= Exercise aim =
Please write out all the data exactly as shown.

==*==

//! WebSocket transport over `tokio-tungstenite`.

use async_trait::async_trait;
use futures_util::stream::{SplitSink, SplitStream};
use futures_util::{SinkExt, StreamExt};
use tokio::net::TcpStream;
use tokio_tungstenite::tungstenite::Message;
use tokio_tungstenite::{connect_async, MaybeTlsStream, WebSocketStream};

use roomwire_core::error::{ChannelError, Result};

use super::{Connector, Transport};

type WsStream = WebSocketStream<MaybeTlsStream<TcpStream>>;

/// Production connector: dials `ws://` / `wss://` URLs.
#[derive(Debug, Clone, Copy, Default)]
pub struct WsConnector;

#[async_trait]
impl Connector for WsConnector {
    type Transport = WsTransport;

    async fn connect(&self, url: &str) -> Result<WsTransport> {
        let (stream, _resp) = connect_async(url)
            .await
            .map_err(|e| ChannelError::ConnectionError(e.to_string()))?;
        let (tx, rx) = stream.split();
        Ok(WsTransport { tx, rx })
    }
}

pub struct WsTransport {
    tx: SplitSink<WsStream, Message>,
    rx: SplitStream<WsStream>,
}

#[async_trait]
impl Transport for WsTransport {
    async fn send(&mut self, text: String) -> Result<()> {
        self.tx
            .send(Message::Text(text))
            .await
            .map_err(|e| ChannelError::ConnectionError(e.to_string()))
    }

    async fn recv(&mut self) -> Option<Result<String>> {
        loop {
            match self.rx.next().await? {
                Ok(Message::Text(s)) => return Some(Ok(s)),
                // Protocol-level pings are answered here so the session loop
                // only ever sees application frames.
                Ok(Message::Ping(payload)) => {
                    if self.tx.send(Message::Pong(payload)).await.is_err() {
                        return None;
                    }
                }
                Ok(Message::Pong(_)) | Ok(Message::Frame(_)) => {}
                Ok(Message::Binary(_)) => {
                    tracing::debug!("ignoring binary frame on text channel");
                }
                Ok(Message::Close(_)) => return None,
                Err(e) => {
                    // The wire contract is log-then-close: surface the error
                    // once, then report the stream as closed.
                    tracing::warn!(error = %e, "websocket read error");
                    return None;
                }
            }
        }
    }

    async fn close(&mut self) -> Result<()> {
        self.tx
            .send(Message::Close(None))
            .await
            .map_err(|e| ChannelError::ConnectionError(e.to_string()))
    }
}
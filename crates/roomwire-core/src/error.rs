//! Shared error type across roomwire crates.

use thiserror::Error;

/// Shared result type.
pub type Result<T> = std::result::Result<T, ChannelError>;

/// Unified error type used by core and client.
#[derive(Debug, Error)]
pub enum ChannelError {
    /// The socket neither opened nor errored within the connect timeout.
    #[error("connect timed out")]
    ConnectionTimeout,
    /// Transport-level failure reported while dialing or on the wire.
    #[error("connection failed: {0}")]
    ConnectionError(String),
    /// Frame was not valid JSON, or had no `type` field, or its payload did
    /// not match the declared type.
    #[error("malformed message: {0}")]
    MalformedMessage(String),
    /// Valid envelope with a `type` neither end of this channel recognizes.
    #[error("unknown message type: {0}")]
    UnknownMessageType(String),
    /// Terminal: automatic reconnection gave up. Caller intervention required.
    #[error("max reconnect attempts exceeded")]
    MaxReconnectAttemptsExceeded,
    #[error("bad config: {0}")]
    BadConfig(String),
    #[error("internal: {0}")]
    Internal(String),
}

impl ChannelError {
    /// Stable string code for structured logs and UI surfaces.
    pub fn kind(&self) -> &'static str {
        match self {
            ChannelError::ConnectionTimeout => "CONNECTION_TIMEOUT",
            ChannelError::ConnectionError(_) => "CONNECTION_ERROR",
            ChannelError::MalformedMessage(_) => "MALFORMED_MESSAGE",
            ChannelError::UnknownMessageType(_) => "UNKNOWN_MESSAGE_TYPE",
            ChannelError::MaxReconnectAttemptsExceeded => "MAX_RECONNECT_ATTEMPTS",
            ChannelError::BadConfig(_) => "BAD_CONFIG",
            ChannelError::Internal(_) => "INTERNAL",
        }
    }
}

==*==

= Exercise answer =
//! WebSocket transport over `tokio-tungstenite`.

use async_trait::async_trait;
use futures_util::stream::{SplitSink, SplitStream};
use futures_util::{SinkExt, StreamExt};
use tokio::net::TcpStream;
use tokio_tungstenite::tungstenite::Message;
use tokio_tungstenite::{connect_async, MaybeTlsStream, WebSocketStream};

use roomwire_core::error::{ChannelError, Result};

use super::{Connector, Transport};

type WsStream = WebSocketStream<MaybeTlsStream<TcpStream>>;

/// Production connector: dials `ws://` / `wss://` URLs.
#[derive(Debug, Clone, Copy, Default)]
pub struct WsConnector;

#[async_trait]
impl Connector for WsConnector {
    type Transport = WsTransport;

    async fn connect(&self, url: &str) -> Result<WsTransport> {
        let (stream, _resp) = connect_async(url)
            .await
            .map_err(|e| ChannelError::ConnectionError(e.to_string()))?;
        let (tx, rx) = stream.split();
        Ok(WsTransport { tx, rx })
    }
}

pub struct WsTransport {
    tx: SplitSink<WsStream, Message>,
    rx: SplitStream<WsStream>,
}

#[async_trait]
impl Transport for WsTransport {
    async fn send(&mut self, text: String) -> Result<()> {
        self.tx
            .send(Message::Text(text))
            .await
            .map_err(|e| ChannelError::ConnectionError(e.to_string()))
    }

    async fn recv(&mut self) -> Option<Result<String>> {
        loop {
            match self.rx.next().await? {
                Ok(Message::Text(s)) => return Some(Ok(s)),
                // Protocol-level pings are answered here so the session loop
                // only ever sees application frames.
                Ok(Message::Ping(payload)) => {
                    if self.tx.send(Message::Pong(payload)).await.is_err() {
                        return None;
                    }
                }
                Ok(Message::Pong(_)) | Ok(Message::Frame(_)) => {}
                Ok(Message::Binary(_)) => {
                    tracing::debug!("ignoring binary frame on text channel");
                }
                Ok(Message::Close(_)) => return None,
                Err(e) => {
                    // The wire contract is log-then-close: surface the error
                    // once, then report the stream as closed.
                    tracing::warn!(error = %e, "websocket read error");
                    return None;
                }
            }
        }
    }

    async fn close(&mut self) -> Result<()> {
        self.tx
            .send(Message::Close(None))
            .await
            .map_err(|e| ChannelError::ConnectionError(e.to_string()))
    }
}
filename crates/roomwire-core/src/error.rs
//! Shared error type across roomwire crates.

use thiserror::Error;

/// Shared result type.
pub type Result<T> = std::result::Result<T, ChannelError>;

/// Unified error type used by core and client.
#[derive(Debug, Error)]
pub enum ChannelError {
    /// The socket neither opened nor errored within the connect timeout.
    #[error("connect timed out")]
    ConnectionTimeout,
    /// Transport-level failure reported while dialing or on the wire.
    #[error("connection failed: {0}")]
    ConnectionError(String),
    /// Frame was not valid JSON, or had no `type` field, or its payload did
    /// not match the declared type.
    #[error("malformed message: {0}")]
    MalformedMessage(String),
    /// Valid envelope with a `type` neither end of this channel recognizes.
    #[error("unknown message type: {0}")]
    UnknownMessageType(String),
    /// Terminal: automatic reconnection gave up. Caller intervention required.
    #[error("max reconnect attempts exceeded")]
    MaxReconnectAttemptsExceeded,
    #[error("bad config: {0}")]
    BadConfig(String),
    #[error("internal: {0}")]
    Internal(String),
}

impl ChannelError {
    /// Stable string code for structured logs and UI surfaces.
    pub fn kind(&self) -> &'static str {
        match self {
            ChannelError::ConnectionTimeout => "CONNECTION_TIMEOUT",
            ChannelError::ConnectionError(_) => "CONNECTION_ERROR",
            ChannelError::MalformedMessage(_) => "MALFORMED_MESSAGE",
            ChannelError::UnknownMessageType(_) => "UNKNOWN_MESSAGE_TYPE",
            ChannelError::MaxReconnectAttemptsExceeded => "MAX_RECONNECT_ATTEMPTS",
            ChannelError::BadConfig(_) => "BAD_CONFIG",
            ChannelError::Internal(_) => "INTERNAL",
        }
    }
}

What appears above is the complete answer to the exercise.